Millionaire’ also leans more into the indie-rock-pop category with an insistent beat creating an irresistible desire to dance. Lumsden ties in her childhood experiences with the realisation money is not what defines us. “I’ve never wanted to be a millionaire…All this love around this table is free / This money won't make me.”

The album draws to a close with quiet, tender, reflective moments. ‘Enjoy The Ride’ brings in a gentle banjo and soaring vocals, with a soundscape that gradually and subtly builds throughout the track. Final track ‘Stories’ is a gorgeous, guitar ballad with an emotive vocal performance from Lumsden that honours her childhood growing up in the Riverina. It is a beautiful, warm hug to close the album.

Hey Dawn showcases what a remarkable talent Lumsden is. It absolutely ripples with life, charisma and joy, while also remaining incredibly connective, relatable and almost spiritual. It is an album you deeply feel, and will find it clings to your heart after just one listen. We recently caught up with Lumsden to chat more about its creation.

Fanny, thank you very much for your time today. I am loving your new album Hey Dawn, but I'm really sorry before I get into that, I read this bit of information and it made my heart go a-flutter. Talk to me about rollerblading please.
Ha! Yes, so probably my best achievement in life is that I have the world record for the longest distance rollerbladed by four people in 24 hours!

Everyone's always leading with your ARIAs and your Golden Guitars, and then I was like, ‘hold on a second, there's something else here’!
There's a real achievement here! It's very funny because I'm not like a skilled rollerblader, at the time I just had endurance because I was really fit, so I think they just thought I would last the distance. I was at uni in Armidale and we were raising money for the women's shelter, and to do that we decided to break a world record! It was with a team and it was really fun, actually. And because I was at uni, everybody else just drank in the quadrangle, whilst we skated for 24 hours! We didn't drink obviously, because I would have passed out.

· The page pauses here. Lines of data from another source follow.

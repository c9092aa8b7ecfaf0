//! API error types with structured JSON responses.

use axum::extract::rejection::{JsonRejection, PathRejection};
use axum::http::StatusCode;
use axum::response::{IntoResponse, Response};
use axum::Json;
use serde::Serialize;

use crate::auth::AuthError;
use crate::db::DatabaseError;
use crate::llm::LlmError;
use crate::risk::{FieldError, ValidationErrors};

/// Structured error response body.
#[derive(Debug, Serialize)]
pub struct ErrorBody {
    pub error: ErrorDetail,
}

#[derive(Debug, Serialize)]
pub struct ErrorDetail {
    pub code: &'static str,
    pub message: String,
    #[serde(skip_serializing_if = "Option::is_none")]
    pub details: Option<Vec<FieldError>>,
}

/// API-level errors with HTTP status mapping.
#[derive(Debug, thiserror::Error)]
pub enum ApiError {
    #[error("Invalid request: {0}")]
    BadRequest(String),
    #[error("Validation failed")]
    Validation(Vec<FieldError>),
    #[error("Authentication required")]
    Unauthorized,
    #[error("Invalid email or password")]
    InvalidCredentials,
    #[error("Forbidden")]
    Forbidden,
    #[error("Not found: {0}")]
    NotFound(String),
    #[error("Conflict: {0}")]
    Conflict(String),
    #[error("Rate limit exceeded")]
    RateLimited { retry_after: u64 },
    #[error("AI assistant not configured")]
    LlmNotConfigured,
    #[error("LLM unavailable: {0}")]
    LlmUnavailable(String),
    #[error("LLM bad response: {0}")]
    LlmBadResponse(String),
    #[error("Internal error: {0}")]
    Internal(String),
}

impl IntoResponse for ApiError {
    fn into_response(self) -> Response {
        let mut details = None;
        let (status, code, message) = match &self {
            ApiError::BadRequest(detail) => {
                (StatusCode::BAD_REQUEST, "BAD_REQUEST", detail.clone())
            }
            ApiError::Validation(fields) => {
                details = Some(fields.clone());
                (
                    StatusCode::BAD_REQUEST,
                    "VALIDATION_FAILED",
                    "One or more fields are invalid".to_string(),
                )
            }
            ApiError::Unauthorized => (
                StatusCode::UNAUTHORIZED,
                "AUTH_REQUIRED",
                "Authentication required".to_string(),
            ),
            ApiError::InvalidCredentials => (
                StatusCode::UNAUTHORIZED,
                "AUTH_REQUIRED",
                "Invalid email or password".to_string(),
            ),
            ApiError::Forbidden => (
                StatusCode::FORBIDDEN,
                "FORBIDDEN",
                "You do not have access to this resource".to_string(),
            ),
            ApiError::NotFound(detail) => (StatusCode::NOT_FOUND, "NOT_FOUND", detail.clone()),
            // Duplicates answer 400 so existing clients keep working.
            ApiError::Conflict(detail) => (StatusCode::BAD_REQUEST, "CONFLICT", detail.clone()),
            ApiError::RateLimited { retry_after } => (
                StatusCode::TOO_MANY_REQUESTS,
                "RATE_LIMITED",
                format!("Rate limit exceeded. Retry after {retry_after}s"),
            ),
            ApiError::LlmNotConfigured => (
                StatusCode::SERVICE_UNAVAILABLE,
                "LLM_NOT_CONFIGURED",
                "The AI assistant is not configured on this server".to_string(),
            ),
            ApiError::LlmUnavailable(detail) => {
                tracing::warn!(%detail, "LLM provider unavailable");
                (
                    StatusCode::BAD_GATEWAY,
                    "LLM_UNAVAILABLE",
                    "The AI assistant is unavailable. Please try again later.".to_string(),
                )
            }
            ApiError::LlmBadResponse(detail) => {
                tracing::warn!(%detail, "LLM returned an unusable response");
                (
                    StatusCode::BAD_GATEWAY,
                    "LLM_BAD_RESPONSE",
                    "The AI assistant returned an unexpected response. Please try again later."
                        .to_string(),
                )
            }
            ApiError::Internal(detail) => {
                tracing::error!(%detail, "API internal error");
                (
                    StatusCode::INTERNAL_SERVER_ERROR,
                    "INTERNAL",
                    "An internal error occurred".to_string(),
                )
            }
        };

        let body = ErrorBody {
            error: ErrorDetail {
                code,
                message,
                details,
            },
        };

        let mut response = (status, Json(body)).into_response();
        if let ApiError::RateLimited { retry_after } = &self {
            if let Ok(val) = axum::http::HeaderValue::from_str(&retry_after.to_string()) {
                response.headers_mut().insert("Retry-After", val);
            }
        }
        response
    }
}

impl From<rusqlite::Error> for ApiError {
    fn from(err: rusqlite::Error) -> Self {
        ApiError::Internal(err.to_string())
    }
}

impl From<DatabaseError> for ApiError {
    fn from(err: DatabaseError) -> Self {
        ApiError::Internal(err.to_string())
    }
}

impl From<ValidationErrors> for ApiError {
    fn from(err: ValidationErrors) -> Self {
        ApiError::Validation(err.0)
    }
}

impl From<AuthError> for ApiError {
    fn from(err: AuthError) -> Self {
        match err {
            AuthError::InvalidCredentials => ApiError::InvalidCredentials,
            AuthError::UsernameTaken | AuthError::EmailTaken => {
                ApiError::Conflict(err.to_string())
            }
            AuthError::Validation(v) => v.into(),
            AuthError::MalformedHash => ApiError::Internal(err.to_string()),
            AuthError::Database(e) => e.into(),
        }
    }
}

impl From<LlmError> for ApiError {
    fn from(err: LlmError) -> Self {
        match err {
            LlmError::NotConfigured => ApiError::LlmNotConfigured,
            LlmError::InvalidRequest(msg) => ApiError::BadRequest(msg),
            e if e.is_unavailable() => ApiError::LlmUnavailable(e.to_string()),
            e => ApiError::LlmBadResponse(e.to_string()),
        }
    }
}

impl From<JsonRejection> for ApiError {
    fn from(rejection: JsonRejection) -> Self {
        ApiError::BadRequest(rejection.body_text())
    }
}

impl From<PathRejection> for ApiError {
    fn from(rejection: PathRejection) -> Self {
        ApiError::BadRequest(rejection.body_text())
    }
}

#[cfg(test)]
mod tests {
    use super::*;
    use axum::body::to_bytes;

    async fn json_of(response: Response) -> serde_json::Value {
        let body = to_bytes(response.into_body(), 4096).await.unwrap();
        serde_json::from_slice(&body).unwrap()
    }

    #[tokio::test]
    async fn unauthorized_returns_401() {
        let response = ApiError::Unauthorized.into_response();
        assert_eq!(response.status(), StatusCode::UNAUTHORIZED);
        let json = json_of(response).await;
        assert_eq!(json["error"]["code"], "AUTH_REQUIRED");
        assert!(json["error"].get("details").is_none());
    }

    #[tokio::test]
    async fn rate_limited_returns_429_with_retry_after() {
        let response = ApiError::RateLimited { retry_after: 60 }.into_response();
        assert_eq!(response.status(), StatusCode::TOO_MANY_REQUESTS);
        assert_eq!(response.headers().get("Retry-After").unwrap(), "60");
        let json = json_of(response).await;
        assert_eq!(json["error"]["code"], "RATE_LIMITED");
    }

    #[tokio::test]
    async fn validation_lists_fields() {
        let err = ApiError::Validation(vec![FieldError {
            field: "glucose",
            message: "must be between 70 and 300".into(),
        }]);
        let response = err.into_response();
        assert_eq!(response.status(), StatusCode::BAD_REQUEST);
        let json = json_of(response).await;
        assert_eq!(json["error"]["code"], "VALIDATION_FAILED");
        assert_eq!(json["error"]["details"][0]["field"], "glucose");
    }

    #[tokio::test]
    async fn duplicate_account_is_400_conflict() {
        let response = ApiError::from(AuthError::EmailTaken).into_response();
        assert_eq!(response.status(), StatusCode::BAD_REQUEST);
        let json = json_of(response).await;
        assert_eq!(json["error"]["code"], "CONFLICT");
        assert_eq!(json["error"]["message"], "Email already exists");
    }

    #[tokio::test]
    async fn llm_errors_map_to_gateway_codes() {
        let unavailable = ApiError::from(LlmError::Connection("http://x".into())).into_response();
        assert_eq!(unavailable.status(), StatusCode::BAD_GATEWAY);
        let json = json_of(unavailable).await;
        assert_eq!(json["error"]["code"], "LLM_UNAVAILABLE");
        assert!(json["error"]["message"]
            .as_str()
            .unwrap()
            .contains("try again later"));

        let bad = ApiError::from(LlmError::ResponseParsing("eof".into())).into_response();
        assert_eq!(json_of(bad).await["error"]["code"], "LLM_BAD_RESPONSE");

        let missing = ApiError::from(LlmError::NotConfigured).into_response();
        assert_eq!(missing.status(), StatusCode::SERVICE_UNAVAILABLE);
    }

    #[tokio::test]
    async fn internal_hides_detail() {
        let response = ApiError::Internal("disk on fire".into()).into_response();
        assert_eq!(response.status(), StatusCode::INTERNAL_SERVER_ERROR);
        let json = json_of(response).await;
        assert_eq!(json["error"]["message"], "An internal error occurred");
    }

    #[tokio::test]
    async fn not_found_returns_404() {
        let response = ApiError::NotFound("Prediction not found".into()).into_response();
        assert_eq!(response.status(), StatusCode::NOT_FOUND);
    }
}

Rollerblading and roller skating just go hand in hand with amazing music, you are a musician so tell me what is your go to rollerblading jam?
It’d probably be disco, for sure. That always amps me up. I don't know if I could pick just one song. Just a really good real disco, 70s and 80s disco, playlist and I'm just amped then, I'm just ready for life.

Let’s go to Hey Dawn, because this is such a great album. It's so joyous and beautiful, even in the sad moments there’s a touch of comedy in the sadness. Talk to me about how you went about creating this gem.
I'm so grateful you said that because it's not part of my soundbite, the joy part of it, but it's been really interesting because a few people that I've spoken to about the record in the last few days have all said the same thing - I just feel joy when I listen to it. As a performer and a songwriter and a sharer of stories, that is my ultimate goal, to share joy, and to encourage joy. So that makes me feel really great.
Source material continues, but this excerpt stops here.